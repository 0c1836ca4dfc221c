//! Sweep behaviour checked through the generated script text.

use cts_catalog::SettingSelector;
use cts_script::{render_script, write_script, ScriptConfig, ScriptError, SweepMode};
use cts_test_utils::{
    all_disabled_catalog, arb_catalog, catalog_with_groups, config_in, parse_runs, policy,
    two_group_catalog,
};
use pretty_assertions::assert_eq;
use proptest::prelude::*;

#[test]
fn disable_mode_two_policy_example() {
    let script = render_script(&ScriptConfig::new(), &two_group_catalog()).unwrap();
    let runs = parse_runs(&script);
    assert_eq!(runs.len(), 4);

    assert_eq!(
        runs[0].setvals,
        vec![("P1".to_string(), "1".to_string()), ("P2".to_string(), "5".to_string())]
    );
    assert_eq!((runs[0].group.as_str(), runs[0].policies.as_str()), ("None", "None"));

    assert_eq!(runs[1].variables(), vec!["P2"]);
    assert_eq!((runs[1].group.as_str(), runs[1].policies.as_str()), ("A", "P1 label"));

    assert_eq!(runs[2].variables(), vec!["P1"]);
    assert_eq!((runs[2].group.as_str(), runs[2].policies.as_str()), ("B", "P2 label"));

    assert!(runs[3].setvals.is_empty());
    assert_eq!((runs[3].group.as_str(), runs[3].policies.as_str()), ("All", "All"));

    assert!(script.contains("\tDisabledPolicyGroup=A\tDisabledPolicies=P1 label\n"));
}

#[test]
fn enable_mode_sets_only_the_group_under_test() {
    let catalog = catalog_with_groups(&[("P1", "A"), ("P2", "B"), ("P3", "A"), ("P4", "C")]);
    let config = ScriptConfig::new().with_mode(SweepMode::Enable);
    let script = render_script(&config, &catalog).unwrap();
    let runs = parse_runs(&script);

    assert_eq!(runs.len(), 5);
    assert!(runs[0].setvals.is_empty());
    assert_eq!(runs[0].group, "None");

    assert_eq!(runs[1].variables(), vec!["P1", "P3"]);
    assert_eq!(runs[1].policies, "P1 label, P3 label");
    assert_eq!(runs[2].variables(), vec!["P2"]);
    assert_eq!(runs[3].variables(), vec!["P4"]);

    assert_eq!(runs[4].variables(), vec!["P1", "P2", "P3", "P4"]);
    assert_eq!(runs[4].group, "All");
    assert!(script.contains("\tEnabledPolicyGroup=A\tEnabledPolicies=P1 label, P3 label\n"));
}

#[test]
fn every_run_selects_the_schedule_and_only_the_first_recreates_results() {
    let config = ScriptConfig::new().with_policy_schedule(4);
    let script = render_script(&config, &two_group_catalog()).unwrap();
    let runs = parse_runs(&script);

    assert!(runs.iter().all(|r| r.schedule.as_deref() == Some("4")));
    assert!(!runs[0].accumulate);
    assert!(runs[1..].iter().all(|r| r.accumulate));
}

#[test]
fn preamble_starts_the_script() {
    let script = render_script(&ScriptConfig::new(), &two_group_catalog()).unwrap();
    assert!(script.starts_with("SPECIAL>LOADMODEL|\"EPS.mdl\"\nSIMULATE>RUNNAME|MostRecentRun\n\n"));
    assert!(script.ends_with("DisabledPolicies=All\n\n"));
}

#[test]
fn third_level_selector_is_applied() {
    let catalog = cts_catalog::PolicyCatalog::new().with_policy(policy("P1", "A", &[0.0, 0.4, 0.9]));
    let config = ScriptConfig::new().with_active_setting(SettingSelector::new(2).unwrap());
    let runs = parse_runs(&render_script(&config, &catalog).unwrap());
    assert_eq!(runs[0].setvals, vec![("P1".to_string(), "0.9".to_string())]);
}

#[test]
fn all_disabled_catalog_writes_error_text_instead_of_script() {
    let dir = tempfile::tempdir().unwrap();
    let config = config_in(dir.path());

    let err = write_script(&config, &all_disabled_catalog()).unwrap_err();
    assert!(err.is_no_policies());
    assert!(err.is_configuration_error());

    let written = std::fs::read_to_string(&config.output_script).unwrap();
    assert!(written.starts_with("Error: No policies were enabled"));
    assert!(!written.contains("MENU>RUN"));
}

#[test]
fn short_settings_list_is_reported_in_output_file() {
    let dir = tempfile::tempdir().unwrap();
    let config = config_in(dir.path());
    let catalog = cts_catalog::PolicyCatalog::new().with_policy(policy("P1", "A", &[1.0]));

    let err = write_script(&config, &catalog).unwrap_err();
    assert!(matches!(err, ScriptError::Catalog(_)));
    let written = std::fs::read_to_string(&config.output_script).unwrap();
    assert!(written.contains("P1"));
    assert!(!written.contains("MENU>RUN"));
}

#[test]
fn write_script_reports_what_it_wrote() {
    let dir = tempfile::tempdir().unwrap();
    let config = config_in(dir.path()).with_mode(SweepMode::Enable);

    let report = write_script(&config, &two_group_catalog()).unwrap();
    assert_eq!(report.runs, 4);
    assert_eq!(report.groups, 2);
    assert_eq!(report.policies, 2);
    assert_eq!(report.mode, "Enable");

    let written = std::fs::read_to_string(&config.output_script).unwrap();
    assert_eq!(written.len(), report.bytes);
    assert_eq!(written, render_script(&config, &two_group_catalog()).unwrap());
}

fn distinct_enabled_groups(catalog: &cts_catalog::PolicyCatalog) -> Vec<String> {
    let mut groups: Vec<String> = Vec::new();
    for p in catalog.policies().iter().filter(|p| p.enabled) {
        if !groups.contains(&p.group) {
            groups.push(p.group.clone());
        }
    }
    groups
}

proptest! {
    #[test]
    fn prop_run_count_is_groups_plus_two(catalog in arb_catalog(), enable in any::<bool>()) {
        let mode = if enable { SweepMode::Enable } else { SweepMode::Disable };
        let config = ScriptConfig::new().with_mode(mode);
        let groups = distinct_enabled_groups(&catalog);

        match render_script(&config, &catalog) {
            Ok(script) => {
                let runs = parse_runs(&script);
                prop_assert_eq!(runs.len(), groups.len() + 2);
                prop_assert_eq!(script.matches("MENU>RUN|O").count(), groups.len() + 2);

                let labelled: Vec<String> = runs[1..runs.len() - 1].iter().map(|r| r.group.clone()).collect();
                prop_assert_eq!(labelled, groups);
            }
            Err(e) => {
                prop_assert!(groups.is_empty());
                prop_assert!(e.is_no_policies());
            }
        }
    }

    #[test]
    fn prop_generation_is_idempotent(catalog in arb_catalog(), enable in any::<bool>()) {
        let mode = if enable { SweepMode::Enable } else { SweepMode::Disable };
        let config = ScriptConfig::new().with_mode(mode);
        let first = render_script(&config, &catalog).ok();
        let second = render_script(&config, &catalog).ok();
        prop_assert_eq!(first, second);
    }

    #[test]
    fn prop_disable_group_runs_skip_exactly_the_group(catalog in arb_catalog()) {
        if let Ok(script) = render_script(&ScriptConfig::new(), &catalog) {
            let runs = parse_runs(&script);
            let enabled: Vec<_> = catalog.policies().iter().filter(|p| p.enabled).collect();

            prop_assert_eq!(runs[0].setvals.len(), enabled.len());
            prop_assert!(runs[runs.len() - 1].setvals.is_empty());

            for run in &runs[1..runs.len() - 1] {
                let expected: Vec<&str> = enabled
                    .iter()
                    .filter(|p| p.group != run.group)
                    .map(|p| p.long_name.as_str())
                    .collect();
                prop_assert_eq!(run.variables(), expected);
            }
        }
    }

    #[test]
    fn prop_enable_group_runs_set_exactly_the_group(catalog in arb_catalog()) {
        let config = ScriptConfig::new().with_mode(SweepMode::Enable);
        if let Ok(script) = render_script(&config, &catalog) {
            let runs = parse_runs(&script);
            let enabled: Vec<_> = catalog.policies().iter().filter(|p| p.enabled).collect();

            prop_assert!(runs[0].setvals.is_empty());
            prop_assert_eq!(runs[runs.len() - 1].setvals.len(), enabled.len());

            for run in &runs[1..runs.len() - 1] {
                let members: Vec<_> = enabled.iter().filter(|p| p.group == run.group).collect();
                let variables: Vec<&str> = members.iter().map(|p| p.long_name.as_str()).collect();
                let labels: Vec<&str> = members.iter().map(|p| p.short_name.as_str()).collect();
                prop_assert_eq!(run.variables(), variables);
                prop_assert_eq!(&run.policies, &labels.join(", "));
            }
        }
    }
}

______

_Work required_.
Copy out all lines of the listing above that include "ScriptError".

_Problem solution_.
use cts_script::{render_script, write_script, ScriptConfig, ScriptError, SweepMode};
    assert!(matches!(err, ScriptError::Catalog(_)));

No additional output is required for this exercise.